よあけとあさひ

「アサも、好き? 俺のこと……すき?」



 こくりとうなずくと、ヨルくんは顔をそらした。ヨルくん、耳まで真っ赤になっている。
 だけどきっと、それと同じくらい……ううん、それ以上にわたしの顔のほうが赤い。

 ヨルくんを見ていると、胸がいっぱいになる。
 伝えよう、この気持ちを届けようっていう思いでいっぱいになる。



「……ヨルくんが、わたしを変えてくれたの。
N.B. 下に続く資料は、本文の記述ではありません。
//! Integration tests for the RigService → models → actuators pipeline.
//!
//! These run on the host (x86_64) and drive whole polling iterations:
//! IR frames go in through the mock remote, and servo/relay writes,
//! readout frames and events come out.

use super::mock_hw::{MockDisplay, MockRig, RecordingSink};

use irservo::app::commands::{CodeTable, Command, IrFrame, RemoteCode};
use irservo::app::events::AppEvent;
use irservo::app::ports::{DisplayError, ServoId};
use irservo::app::service::RigService;
use irservo::config::{ResetBinding, RigConfig};
use irservo::control::relay::RelayId;
use irservo::control::rotational::DriveMode;
use irservo::error::Error;
use irservo::timing::Millis;

/// NEC repeat frames carry no key code.
const REPEAT_CODE: RemoteCode = 0xFFFF_FFFF;

struct Bench {
    app: RigService,
    rig: MockRig,
    display: MockDisplay,
    sink: RecordingSink,
}

impl Bench {
    fn new() -> Self {
        Self::with_config(RigConfig::default())
    }

    fn with_config(config: RigConfig) -> Self {
        let idle = config.remote_idle_ms;
        let mut bench = Self {
            app: RigService::new(config).unwrap(),
            rig: MockRig::new(idle),
            display: MockDisplay::new(),
            sink: RecordingSink::new(),
        };
        bench
            .app
            .start(&mut bench.rig, &mut bench.display, &mut bench.sink)
            .unwrap();
        bench
    }

    fn tick(&mut self, now: Millis) {
        self.app
            .tick(now, &mut self.rig, &mut self.display, &mut self.sink);
    }

    /// Fresh press of `command`, processed in the same iteration.
    fn press(&mut self, command: Command, now: Millis) {
        let code = CodeTable::default().code_for(command).unwrap();
        self.rig.push(IrFrame::press(code), now);
        self.tick(now);
    }

    /// Repeat frame (key still held), processed in the same iteration.
    fn repeat(&mut self, now: Millis) {
        self.rig.push(IrFrame::repeat(REPEAT_CODE), now);
        self.tick(now);
    }

    /// Tick every `step` ms over `[from, to]`.
    fn run(&mut self, from: Millis, to: Millis, step: Millis) {
        let mut t = from;
        while t <= to {
            self.tick(t);
            t += step;
        }
    }

    fn position(&self) -> i16 {
        self.app.state().positional.position()
    }
}

// ── Start-up ──────────────────────────────────────────────────

#[test]
fn start_drives_outputs_to_rest_and_draws_once() {
    let bench = Bench::new();
    assert_eq!(bench.rig.servo_angle(ServoId::Positional), Some(92));
    assert_eq!(bench.rig.servo_angle(ServoId::Rotational), Some(90));
    assert!(!bench.rig.relay_on(RelayId::Timed));
    assert!(!bench.rig.relay_on(RelayId::Toggle));
    assert_eq!(bench.display.frames.len(), 1);
    assert!(matches!(bench.sink.events[0], AppEvent::Started(_)));
}

#[test]
fn display_that_fails_to_init_is_fatal() {
    let mut app = RigService::new(RigConfig::default()).unwrap();
    let mut rig = MockRig::new(150);
    let mut display = MockDisplay::broken();
    let mut sink = RecordingSink::new();
    let err = app.start(&mut rig, &mut display, &mut sink).unwrap_err();
    assert_eq!(err, Error::Display(DisplayError::NotResponding));
    assert!(display.frames.is_empty());
    assert!(sink.events.is_empty());
}

// ── Positional servo ──────────────────────────────────────────

#[test]
fn up_press_moves_one_step_and_redraws() {
    let mut bench = Bench::new();
    bench.press(Command::Up, 10);
    assert_eq!(bench.position(), 93);
    assert_eq!(bench.rig.servo_angle(ServoId::Positional), Some(93));
    assert_eq!(bench.rig.acknowledged, 1);
    assert_eq!(bench.display.frames.len(), 2);
    assert!(bench.display.last().unwrap().angle > 90);
}

#[test]
fn sixty_up_presses_saturate_at_upper_bound() {
    let mut bench = Bench::new();
    for i in 0..60 {
        bench.press(Command::Up, i * 400);
    }
    assert_eq!(bench.position(), 142);
    assert_eq!(bench.rig.servo_angle(ServoId::Positional), Some(142));
    assert_eq!(bench.display.last().unwrap().angle, 180);
}

#[test]
fn down_presses_saturate_at_lower_bound() {
    let mut bench = Bench::new();
    for i in 0..80 {
        bench.press(Command::Down, i * 400);
    }
    assert_eq!(bench.position(), 45);
    assert_eq!(bench.display.last().unwrap().angle, 0);
}

#[test]
fn reset_key_returns_to_center() {
    let mut bench = Bench::new();
    bench.press(Command::Up, 0);
    bench.press(Command::Up, 400);
    bench.press(Command::Ok, 800);
    assert_eq!(bench.position(), 92);
    assert!(!bench.rig.relay_on(RelayId::Timed));
}

#[test]
fn star_binding_swaps_reset_and_relay_keys() {
    let mut bench = Bench::with_config(RigConfig {
        reset_binding: ResetBinding::Star,
        ..RigConfig::default()
    });
    bench.press(Command::Up, 0);
    bench.press(Command::Ok, 400);
    assert_eq!(bench.position(), 93, "Ok no longer resets");
    assert!(bench.rig.relay_on(RelayId::Timed));
    bench.press(Command::Star, 800);
    assert_eq!(bench.position(), 92);
}

// ── Hold-to-repeat ────────────────────────────────────────────

#[test]
fn held_up_repeats_at_fixed_interval_until_release() {
    let mut bench = Bench::new();
    bench.press(Command::Up, 0);
    // Remote sends repeat frames every 110 ms while held; loop polls every 10 ms.
    let mut t = 10;
    while t <= 1_000 {
        if t % 110 == 0 {
            bench.repeat(t);
        } else {
            bench.tick(t);
        }
        t += 10;
    }
    // Press + re-fires at 300, 600, 900.
    assert_eq!(bench.position(), 96);
    assert_eq!(
        bench.sink.count(|e| matches!(e, AppEvent::Repeated(Command::Up))),
        3
    );

    // Released: the receiver goes idle and nothing more fires.
    bench.run(1_010, 3_000, 10);
    assert_eq!(bench.position(), 96);
}

#[test]
fn held_up_with_idle_receiver_does_not_repeat() {
    let mut bench = Bench::new();
    bench.press(Command::Up, 0);
    bench.run(10, 2_000, 10);
    assert_eq!(bench.position(), 93);
}

#[test]
fn unknown_code_clears_the_held_command() {
    let mut bench = Bench::new();
    bench.press(Command::Up, 0);
    bench.rig.push(IrFrame::press(0x1234_5678), 50);
    bench.tick(50);
    let mut t = 60;
    while t <= 1_000 {
        if t % 100 == 0 {
            bench.repeat(t);
        } else {
            bench.tick(t);
        }
        t += 10;
    }
    assert_eq!(bench.position(), 93);
    assert_eq!(
        bench.sink.count(|e| matches!(e, AppEvent::UnknownCode(0x1234_5678))),
        1
    );
}

// ── Rotational servo ──────────────────────────────────────────

#[test]
fn left_spins_then_self_centers_after_timeout() {
    let mut bench = Bench::new();
    bench.press(Command::Left, 1_000);
    assert_eq!(bench.rig.servo_angle(ServoId::Rotational), Some(180));
    bench.tick(1_199);
    assert_eq!(bench.rig.servo_angle(ServoId::Rotational), Some(180));
    bench.tick(1_200);
    assert_eq!(bench.rig.servo_angle(ServoId::Rotational), Some(90));
    assert!(bench.app.state().rotational.is_stopped());
}

#[test]
fn other_keys_do_not_extend_rotation() {
    let mut bench = Bench::new();
    bench.press(Command::Left, 0);
    bench.press(Command::Ok, 100);
    bench.tick(199);
    assert_eq!(bench.app.state().rotational.target(), 180);
    bench.tick(200);
    assert_eq!(bench.app.state().rotational.target(), 90);
    assert_eq!(bench.rig.servo_angle(ServoId::Rotational), Some(90));
}

#[test]
fn mixed_presses_do_not_extend_rotation() {
    let mut bench = Bench::new();
    bench.press(Command::Right, 1_000);
    bench.press(Command::Up, 1_050);
    bench.press(Command::Star, 1_100);
    bench.press(Command::Square, 1_150);
    bench.press(Command::Down, 1_199);
    assert_eq!(bench.app.state().rotational.target(), 0);
    bench.tick(1_200);
    assert_eq!(bench.app.state().rotational.target(), 90);
}

#[test]
fn right_targets_zero() {
    let mut bench = Bench::new();
    bench.press(Command::Right, 500);
    assert_eq!(bench.app.state().rotational.target(), 0);
    assert_eq!(bench.display.last().unwrap().rotation, 0);
}

#[test]
fn holding_left_keeps_spinning() {
    let mut bench = Bench::new();
    bench.press(Command::Left, 0);
    for t in [108, 216, 324] {
        bench.tick(t - 1);
        bench.repeat(t);
    }
    bench.tick(523);
    assert_eq!(bench.app.state().rotational.target(), 180);
    bench.tick(524);
    assert_eq!(bench.app.state().rotational.target(), 90);
}

#[test]
fn command_in_timeout_iteration_wins() {
    let mut bench = Bench::new();
    bench.press(Command::Left, 0);
    let before = bench.rig.servo_writes(ServoId::Rotational).len();
    bench.press(Command::Left, 200);
    let writes = bench.rig.servo_writes(ServoId::Rotational);
    assert_eq!(&writes[before..], &[180]);
    assert_eq!(bench.app.state().rotational.target(), 180);
}

#[test]
fn smoothed_drive_never_jumps_more_than_one_step() {
    let mut bench = Bench::with_config(RigConfig {
        rotation_drive: DriveMode::Smoothed,
        command_timeout_ms: 1_000,
        ..RigConfig::default()
    });
    bench.press(Command::Left, 0);
    bench.run(1, 400, 1);
    let writes = bench.rig.servo_writes(ServoId::Rotational);
    for pair in writes.windows(2) {
        assert!(pair[0].abs_diff(pair[1]) <= 10, "jump {:?}", pair);
    }
    assert_eq!(bench.rig.servo_angle(ServoId::Rotational), Some(180));
    // Readout shows the target straight away.
    assert_eq!(bench.display.frames[1].rotation, 180);
}

// ── Relays ────────────────────────────────────────────────────

#[test]
fn timed_relay_stays_on_for_default_duration() {
    let mut bench = Bench::new();
    bench.press(Command::Star, 1_000);
    assert!(bench.rig.relay_on(RelayId::Timed));
    assert!(bench.display.last().unwrap().relay1);

    bench.tick(10_999);
    assert!(bench.rig.relay_on(RelayId::Timed));
    bench.tick(11_000);
    assert!(!bench.rig.relay_on(RelayId::Timed));
    assert!(!bench.display.last().unwrap().relay1);
    assert!(bench.sink.events.contains(&AppEvent::RelayChanged {
        relay: RelayId::Timed,
        on: false,
        until: None,
    }));
}

#[test]
fn timed_relay_retrigger_extends_from_now() {
    let mut bench = Bench::new();
    bench.press(Command::Star, 0);
    bench.press(Command::Star, 8_000);
    assert!(
        bench
            .sink
            .events
            .contains(&AppEvent::RelayExtended { until: 13_000 })
    );
    bench.tick(12_999);
    assert!(bench.rig.relay_on(RelayId::Timed));
    bench.tick(13_000);
    assert!(!bench.rig.relay_on(RelayId::Timed));
}

#[test]
fn rapid_timed_triggers_do_not_stack() {
    let mut bench = Bench::new();
    for i in 0..20 {
        bench.press(Command::Star, i * 50);
    }
    // Last trigger at 950: bound is max(10 000, 950 + 5 000).
    assert_eq!(bench.app.state().timed_relay.expires_at(), Some(10_000));
    // The coil is energised once, not per trigger.
    assert_eq!(bench.rig.relay_writes(RelayId::Timed), 2);
}

#[test]
fn toggle_relay_flips_once_per_physical_press() {
    let mut bench = Bench::new();
    bench.press(Command::Square, 0);
    assert!(bench.rig.relay_on(RelayId::Toggle));
    // Held: repeat frames must not flip it again.
    for t in [108, 216, 324, 432] {
        bench.repeat(t);
    }
    assert!(bench.rig.relay_on(RelayId::Toggle));

    bench.press(Command::Square, 1_000);
    assert!(!bench.rig.relay_on(RelayId::Toggle));
    assert!(!bench.display.last().unwrap().relay2);
}

#[test]
fn toggle_press_inside_lockout_is_ignored() {
    let mut bench = Bench::new();
    bench.press(Command::Square, 0);
    bench.press(Command::Square, 150);
    assert!(bench.rig.relay_on(RelayId::Toggle));
    assert_eq!(bench.sink.count(|e| *e == AppEvent::ToggleIgnored), 1);
    bench.press(Command::Square, 200);
    assert!(!bench.rig.relay_on(RelayId::Toggle));
}

// ── Readout gate ──────────────────────────────────────────────

#[test]
fn idle_loop_never_redraws() {
    let mut bench = Bench::new();
    bench.run(0, 5_000, 1);
    assert_eq!(bench.display.frames.len(), 1);
    assert_eq!(bench.app.iterations(), 5_001);
}

#[test]
fn each_visible_change_redraws_exactly_once() {
    let mut bench = Bench::new();
    bench.press(Command::Up, 0);
    bench.run(1, 100, 1);
    bench.press(Command::Square, 200);
    bench.run(201, 300, 1);
    assert_eq!(bench.display.frames.len(), 3);
    assert_eq!(
        bench
            .sink
            .count(|e| matches!(e, AppEvent::DisplayRefreshed(_))),
        2
    );
}

#[test]
fn every_frame_is_acknowledged() {
    let mut bench = Bench::new();
    bench.press(Command::Up, 0);
    bench.repeat(108);
    bench.rig.push(IrFrame::press(0xDEAD_BEEF), 200);
    bench.tick(200);
    assert_eq!(bench.rig.acknowledged, 3);
    assert_eq!(bench.rig.pending(), 0);
}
わたしはいつもあきらめてばっかりだったけど、ヨルくんのために、ヨルくんの笑顔をみるために、これからも生きたいって思ったの」


 もっと、ヨルくんに伝えたいことがある。
 そこからは、ダムが決壊したように、言いたいことがあふれて止まらなかった。


「わたしが落ち込んだとき、はげましてくれてうれしかった。そばにいてくれてうれしかった。小説のこと、すごいってほめてくれてうれしかったし。手紙交換しようって言ってくれたのも、ベランダでよく話してくれたのも、全部、ぜんぶ」


 そこで言葉を止める。ヨルくんはわたしの目をじっと見つめたまま、そらさなかった。


 ゆっくりで、いいよ。
 そう言われているような感覚になる。


 薄い桃色の空にむかって、わたしは大きく息を吸った。肺に空気が入り込む感覚。

 それを感じてから、わたしはゆっくりと、吐きだした。


「……ぜんぶ、好き」



 ヨルくんがゆっくりと目を伏せた。それはまるで、わたしの言葉を噛みしめているみたいだった。

 鮮やかな赤色をしているいちご飴を忘れてしまうくらいに、わたしたちはお互いのことを見て、言葉を交わし合うのに夢中だった。